Under ARPA, a 100% COBRA premium subsidy and other COBRA benefits are available to qualifying assistance eligible individuals (AEIs) during the period beginning on April 1, 2021 and ending on September 30, 2021. Highlights of the IRS guidance are as follows:

Eligibility

  • The only qualifying events for an individual to obtain COBRA premium assistance are a reduction in hours or an involuntary termination of employment.
  • COBRA premium assistance is available to a potential AEI until the individual is permitted to enroll in coverage under any other group health plan (including during a waiting period for any other plan). 
  • Qualifying AEIs also include qualified beneficiaries — spouses and dependents of an AEI — if coverage was lost because the employee suffered a reduction in hours or an involuntary termination of employment.
  • An individual may become an AEI more than once – e.g., due to successive losses of coverage under the individual’s or a spouse’s plan.
  • Although it is not required, employers may obtain employee self-certification or attestation of AEI status or eligibility for other disqualifying group health plan coverage to substantiate the employer’s claim for subsidy credit. Employers must keep a record of individuals’ attestations.
  • A reduction of hours or involuntary termination of employment that follows an earlier qualifying event, such as a divorce, does not make a qualified beneficiary from the first qualifying event an AEI.

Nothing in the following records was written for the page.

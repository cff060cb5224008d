use std::time::Duration;
use std::time::Instant;

use crate::constants::DEADLINE_DEBOUNCE;

/// How long a lease lasts once granted.
#[derive(Debug, Clone, Copy, PartialEq, Eq)]
pub enum ReleaseInterval {
    /// Expire this long after the lease is granted or extended
    After(Duration),
    /// Never expire until explicitly released
    Indefinite,
}

impl From<Duration> for ReleaseInterval {
    fn from(interval: Duration) -> Self {
        ReleaseInterval::After(interval)
    }
}

/// Instant at which the releaser may close the handle.
#[derive(Debug, Clone, Copy, PartialEq, Eq)]
pub(crate) enum Deadline {
    /// No handle is open
    Absent,
    /// Suspended: the handle stays open until released
    Indefinite,
    At(Instant),
}

impl Deadline {
    /// An interval too long to represent as an instant never expires.
    pub(crate) fn after(
        interval: ReleaseInterval,
        now: Instant,
    ) -> Self {
        match interval {
            ReleaseInterval::After(d) => now
                .checked_add(d)
                .map_or(Deadline::Indefinite, Deadline::At),
            ReleaseInterval::Indefinite => Deadline::Indefinite,
        }
    }

    pub(crate) fn is_expired(
        &self,
        now: Instant,
    ) -> bool {
        matches!(self, Deadline::At(at) if *at <= now)
    }

    /// Time left on a finite lease
    pub(crate) fn remaining(
        &self,
        now: Instant,
    ) -> Option<Duration> {
        match self {
            Deadline::At(at) => Some(at.saturating_duration_since(now)),
            _ => None,
        }
    }

    /// Debounce rule for deadline updates.
    ///
    /// Moving between absent, indefinite and finite always applies. A finite
    /// deadline only moves when the shift exceeds [`DEADLINE_DEBOUNCE`].
    pub(crate) fn accepts(
        &self,
        next: &Deadline,
    ) -> bool {
        match (self, next) {
            (Deadline::At(current), Deadline::At(next)) => {
                let shift = if next > current {
                    *next - *current
                } else {
                    *current - *next
                };
                shift > DEADLINE_DEBOUNCE
            }
            (current, next) => current != next,
        }
    }
}
mod mem;
mod sled;

pub use mem::*;
pub use self::sled::*;
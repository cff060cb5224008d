use super::lease_manager::LeaseManager;
use crate::StorageEngine;

/// A scoped, indefinite lease on the manager's handle.
///
/// While any guard is alive the handle is never auto-closed. Dropping the last
/// guard releases the handle, which then closes at the releaser's next wake
/// unless another acquisition intervenes. Guards nest: an iterator running
/// inside a write batch keeps the handle open until both are done.
#[must_use = "the lease ends as soon as the guard is dropped"]
pub struct LeaseGuard<'a, E: StorageEngine> {
    manager: &'a LeaseManager<E>,
}

impl<'a, E: StorageEngine> LeaseGuard<'a, E> {
    pub(crate) fn new(manager: &'a LeaseManager<E>) -> Self {
        Self { manager }
    }

    pub fn manager(&self) -> &'a LeaseManager<E> {
        self.manager
    }
}

impl<E: StorageEngine> Drop for LeaseGuard<'_, E> {
    fn drop(&mut self) {
        self.manager.unhold();
    }
}

impl<E: StorageEngine> std::fmt::Debug for LeaseGuard<'_, E> {
    fn fmt(
        &self,
        f: &mut std::fmt::Formatter<'_>,
    ) -> std::fmt::Result {
        f.debug_struct("LeaseGuard")
            .field("path", &self.manager.path())
            .finish()
    }
}
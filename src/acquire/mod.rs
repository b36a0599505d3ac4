//! Audio acquisition
//!
//! Turns a search query into a raw audio file in the temp directory plus
//! whatever metadata the source reported. The pipeline only depends on the
//! [`AudioAcquirer`] trait; two implementations ship with the crate:
//!
//! - [`YtDlpAcquirer`]: shells out to `yt-dlp` and extracts MP3 audio
//! - [`UnavailableAcquirer`]: fails every request, used when no binary is found
//!
//! ## Usage
//!
//! ```no_run
//! use trackfetch::acquire::{AudioAcquirer, YtDlpAcquirer};
//! use std::path::Path;
//!
//! #[tokio::main]
//! async fn main() -> Result<(), Box<dyn std::error::Error>> {
//!     let acquirer = YtDlpAcquirer::from_path().expect("yt-dlp not found");
//!
//!     let audio = acquirer
//!         .acquire("Muse - Uprising", Path::new("./temp"))
//!         .await?;
//!     println!("fetched {} ({:?})", audio.path.display(), audio.metadata.title);
//!
//!     Ok(())
//! }
//! ```

mod cli;
mod noop;
mod parser;
mod traits;

pub use cli::YtDlpAcquirer;
pub use noop::UnavailableAcquirer;
pub use traits::{AcquiredAudio, AudioAcquirer};

use crate::config::ToolsConfig;
use std::sync::Arc;

/// Pick the acquirer for `tools`
///
/// An explicit `yt_dlp_path` wins; otherwise PATH is searched when
/// `search_path` is set. Without a binary every acquisition fails with
/// [`AcquireError::Unavailable`](crate::error::AcquireError::Unavailable)
/// instead of refusing to start.
pub fn acquirer_from_config(tools: &ToolsConfig) -> Arc<dyn AudioAcquirer> {
    let binary = match &tools.yt_dlp_path {
        Some(path) => Some(path.clone()),
        None if tools.search_path => which::which("yt-dlp").ok(),
        None => None,
    };

    match binary {
        Some(path) => {
            tracing::info!(path = %path.display(), "Using yt-dlp acquirer");
            Arc::new(YtDlpAcquirer::new(path).with_tools_config(tools))
        }
        None => {
            tracing::warn!("yt-dlp not found; downloads will fail until it is installed");
            Arc::new(UnavailableAcquirer)
        }
    }
}
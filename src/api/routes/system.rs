//! System handlers: health, OpenAPI, events.

use crate::api::AppState;
use crate::types::Event;
use axum::{
    Json,
    extract::State,
    response::{
        IntoResponse,
        sse::{Event as SseEvent, KeepAlive, Sse},
    },
};
use serde_json::json;
use std::convert::Infallible;
use tokio_stream::StreamExt;
use tokio_stream::wrappers::BroadcastStream;
use tokio_stream::wrappers::errors::BroadcastStreamRecvError;

/// GET /health - Health check
#[utoipa::path(
    get,
    path = "/api/v1/health",
    tag = "system",
    responses(
        (status = 200, description = "Service is healthy")
    )
)]
pub async fn health_check(State(state): State<AppState>) -> impl IntoResponse {
    Json(json!({
        "status": "ok",
        "version": env!("CARGO_PKG_VERSION"),
        "accepting": state.downloader.is_accepting(),
        "active_jobs": state.downloader.registry().len(),
    }))
}

/// GET /openapi.json - OpenAPI specification
#[utoipa::path(
    get,
    path = "/api/v1/openapi.json",
    tag = "system",
    responses(
        (status = 200, description = "OpenAPI specification in JSON format")
    )
)]
pub async fn openapi_spec() -> impl IntoResponse {
    use crate::api::openapi::ApiDoc;
    use utoipa::OpenApi;

    Json(ApiDoc::openapi())
}

fn event_name(event: &Event) -> &'static str {
    match event {
        Event::Queued { .. } => "queued",
        Event::Downloading { .. } => "downloading",
        Event::Completed { .. } => "completed",
        Event::Skipped { .. } => "skipped",
        Event::Failed { .. } => "failed",
        Event::CoverArtUnavailable { .. } => "cover_art_unavailable",
        Event::Shutdown => "shutdown",
    }
}

/// GET /events - Server-sent events stream
#[utoipa::path(
    get,
    path = "/api/v1/events",
    tag = "system",
    responses(
        (status = 200, description = "Server-sent events stream (text/event-stream)", content_type = "text/event-stream")
    )
)]
pub async fn event_stream(
    State(state): State<AppState>,
) -> Sse<impl tokio_stream::Stream<Item = Result<SseEvent, Infallible>>> {
    let receiver = state.downloader.subscribe();
    let stream = BroadcastStream::new(receiver);

    let sse_stream = stream.filter_map(|result| match result {
        Ok(event) => match SseEvent::default().event(event_name(&event)).json_data(&event) {
            Ok(sse) => Some(Ok(sse)),
            Err(e) => {
                tracing::warn!(error = %e, "Failed to serialize event to JSON");
                None
            }
        },
        Err(BroadcastStreamRecvError::Lagged(skipped)) => {
            tracing::warn!(skipped, "SSE client lagged");
            Some(Ok(SseEvent::default()
                .event("error")
                .data(json!({"error": "lagged", "skipped": skipped}).to_string())))
        }
    });

    Sse::new(sse_stream).keep_alive(KeepAlive::default())
}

Involuntary Termination of Employment

  • An involuntary termination of employment means a severance from employment due to the independent exercise of the unilateral authority of the employer to terminate the employment, other than due to the employee’s implicit or explicit request, where the employee was willing and able to continue performing services.
  • An employee-initiated termination of employment constitutes an involuntary termination of employment for purposes of COBRA premium assistance if the termination of employment constitutes a termination for good reason due to employer action that results in a material negative change in the employment relationship for the employee analogous to a constructive discharge.
  • An involuntary termination of employment includes a resignation as the result of a material change in the geographic location of employment for the employee.
  • An involuntary termination of employment includes participation by an employee in a window program under which employees with impending terminations of employment are offered a severance arrangement to terminate employment within a specified period.
  • An involuntary termination of employment generally includes an employer’s decision not to renew an employee’s contract, including for an employee whose employer is a staffing agency.
  • The determination of whether a termination is involuntary is based on the facts and circumstances.

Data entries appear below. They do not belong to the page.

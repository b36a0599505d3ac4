//! Per-job pipeline: idempotency re-check, acquire, tag, publish, record.
//!
//! Each step returns its own result type; [`TrackDownloader::process_job`]
//! folds them into a single [`JobOutcome`] that the worker turns into the
//! terminal status.

use std::io::ErrorKind;
use std::path::{Path, PathBuf};
use std::sync::{Arc, Mutex};

use crate::db::TrackRecord;
use crate::tagging::CoverArt;
use crate::types::{DownloadJob, Event, JobStatus, ResolvedMetadata, SkipReason, Stage};

use super::TrackDownloader;

/// How a job ended
#[derive(Debug, Clone, PartialEq, Eq)]
pub(crate) enum JobOutcome {
    /// Published at the given path and recorded
    Completed(PathBuf),
    /// Nothing to do
    Skipped(SkipReason),
    /// A step failed
    Failed {
        /// Step that failed
        stage: Stage,
        /// Error message
        error: String,
    },
}

impl JobOutcome {
    pub(super) fn failed(stage: Stage, error: impl std::fmt::Display) -> Self {
        JobOutcome::Failed {
            stage,
            error: error.to_string(),
        }
    }

    /// Terminal registry status for this outcome
    pub(crate) fn status(&self) -> JobStatus {
        match self {
            JobOutcome::Completed(_) => JobStatus::Completed,
            JobOutcome::Skipped(_) => JobStatus::Skipped,
            JobOutcome::Failed { .. } => JobStatus::Failed,
        }
    }

    /// Terminal event for this outcome
    pub(crate) fn into_event(self, query: String) -> Event {
        match self {
            JobOutcome::Completed(path) => Event::Completed { query, path },
            JobOutcome::Skipped(reason) => Event::Skipped { query, reason },
            JobOutcome::Failed { stage, error } => Event::Failed {
                query,
                stage,
                error,
            },
        }
    }
}

/// Step a job is currently in, readable after its pipeline task is gone
#[derive(Debug, Clone)]
pub(crate) struct StageCursor(Arc<Mutex<Stage>>);

impl Default for StageCursor {
    fn default() -> Self {
        Self(Arc::new(Mutex::new(Stage::Check)))
    }
}

impl StageCursor {
    fn enter(&self, stage: Stage) {
        match self.0.lock() {
            Ok(mut current) => *current = stage,
            Err(poisoned) => *poisoned.into_inner() = stage,
        }
    }

    pub(crate) fn current(&self) -> Stage {
        match self.0.lock() {
            Ok(current) => *current,
            Err(poisoned) => *poisoned.into_inner(),
        }
    }
}

impl TrackDownloader {
    /// Run one job through the pipeline
    ///
    /// Never returns early without an outcome; every failure is logged here
    /// with its stage. `cursor` follows the step being run so a panicking
    /// collaborator can still be attributed to one.
    pub(crate) async fn process_job(
        &self,
        job: &DownloadJob,
        cursor: &StageCursor,
    ) -> JobOutcome {
        let query = job.query();

        // Idempotency re-check: an earlier run may have completed this query
        match self.store.is_downloaded(query).await {
            Ok(true) => {
                tracing::info!(query = %query, "Already downloaded, skipping");
                return JobOutcome::Skipped(SkipReason::AlreadyDownloaded);
            }
            Ok(false) => {}
            Err(e) => {
                tracing::error!(query = %query, error = %e, "Idempotency check failed");
                return JobOutcome::failed(Stage::Check, e);
            }
        }

        cursor.enter(Stage::Acquire);
        let acquirer = &self.processing.acquirer;
        tracing::debug!(query = %query, acquirer = acquirer.name(), "Acquiring audio");
        let audio = match acquirer.acquire(query, self.config.temp_dir()).await {
            Ok(audio) => audio,
            Err(e) => {
                tracing::error!(query = %query, error = %e, "Acquisition failed");
                return JobOutcome::failed(Stage::Acquire, e);
            }
        };

        let metadata = job.hints().resolve(&audio.metadata);
        tracing::debug!(
            query = %query,
            artist = %metadata.artist,
            title = %metadata.title,
            album = %metadata.album,
            "Resolved metadata"
        );
        self.registry.set_resolved(query, &metadata);

        cursor.enter(Stage::Tag);
        let cover = match job.image_url() {
            Some(url) if self.config.cover_art.enabled => self.fetch_cover(query, url).await,
            _ => None,
        };

        if let Err(e) = self
            .processing
            .tagger
            .write_tags(&audio.path, &metadata, cover)
            .await
        {
            tracing::error!(query = %query, error = %e, "Tagging failed");
            self.discard_temp(query, &audio.path).await;
            return JobOutcome::failed(Stage::Tag, e);
        }

        cursor.enter(Stage::Publish);
        let published = match self
            .processing
            .publisher
            .publish(&audio.path, &metadata)
            .await
        {
            Ok(path) => path,
            Err(e) => {
                tracing::error!(query = %query, error = %e, "Publishing failed");
                self.discard_temp(query, &audio.path).await;
                return JobOutcome::failed(Stage::Publish, e);
            }
        };

        cursor.enter(Stage::Record);
        let record = completion_record(job, &metadata);
        match self.store.record_completed(&record).await {
            Ok(true) => {
                tracing::info!(query = %query, path = ?published, "Download completed");
                JobOutcome::Completed(published)
            }
            Ok(false) => {
                tracing::error!(query = %query, path = ?published, "Store declined the completion record");
                JobOutcome::failed(Stage::Record, "completion record was not written")
            }
            Err(e) => {
                tracing::error!(query = %query, path = ?published, error = %e, "Failed to record completion");
                JobOutcome::failed(Stage::Record, e)
            }
        }
    }

    /// Best-effort cover fetch; a failure is reported and the job carries on
    async fn fetch_cover(&self, query: &str, url: &str) -> Option<CoverArt> {
        match self.processing.tagger.fetch_cover(url).await {
            Ok(cover) => {
                tracing::debug!(query = %query, url, bytes = cover.data().len(), "Fetched cover art");
                Some(cover)
            }
            Err(e) => {
                tracing::warn!(query = %query, url, error = %e, "Cover art unavailable, continuing without it");
                self.emit_event(Event::CoverArtUnavailable {
                    query: query.to_string(),
                    url: url.to_string(),
                    error: e.to_string(),
                });
                None
            }
        }
    }

    /// Deal with the temp file of a job that failed after acquisition
    async fn discard_temp(&self, query: &str, path: &Path) {
        if !self.config.download.delete_failed_temp {
            tracing::warn!(query = %query, path = ?path, "Leaving temp file of failed job");
            return;
        }

        match tokio::fs::remove_file(path).await {
            Ok(()) => tracing::debug!(query = %query, path = ?path, "Removed temp file of failed job"),
            Err(e) if e.kind() == ErrorKind::NotFound => {}
            Err(e) => {
                tracing::warn!(query = %query, path = ?path, error = %e, "Failed to remove temp file")
            }
        }
    }
}

fn completion_record(job: &DownloadJob, metadata: &ResolvedMetadata) -> TrackRecord {
    TrackRecord {
        query: job.query().to_string(),
        artist: Some(metadata.artist.clone()),
        title: Some(metadata.title.clone()),
        album: Some(metadata.album.clone()),
        image_url: job.image_url().map(str::to_string),
    }
}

Calculation of COBRA Premium Assistance Credit

  • The credit amount is the total premium that an AEI would have been charged without premium assistance. It does not include employer subsidies.

Claiming the COBRA Premium Assistance Credit

  • A premium payee claims the credit by reporting the credit (both the nonrefundable and refundable portions of the credit, as applicable) and the number of individuals receiving COBRA premium assistance on the designated lines of its federal employment tax return(s), usually Form 941. 
  • In anticipation of receiving the credit to which it is entitled, the premium payee may (1) reduce the deposits of federal employment taxes, including withheld taxes, that it would otherwise be required to deposit, up to the amount of the anticipated credit, and (2) request an advance of the amount of the anticipated credit that exceeds the federal employment tax deposits available for reduction by filing Form 7200.
  • If the premium payee entitled to claim the credit does not have any employment tax liability, the premium payee should claim the credit on the Form 941 for the quarter in which the premium payee becomes entitled to the credit. 
  • A third-party payer (such as a PEO, CPEO, or § 3504 agent) may be treated as a premium payee for purposes of claiming the premium assistance credit, but only under certain circumstances.
  • A premium payee may include the government of any state or political subdivision thereof, any Indian tribal government, any agency or instrumentality of any of the foregoing, and any agency or instrumentality of the Government of the United States that is described in § 501(c)(1) and exempt from taxation under § 501(a).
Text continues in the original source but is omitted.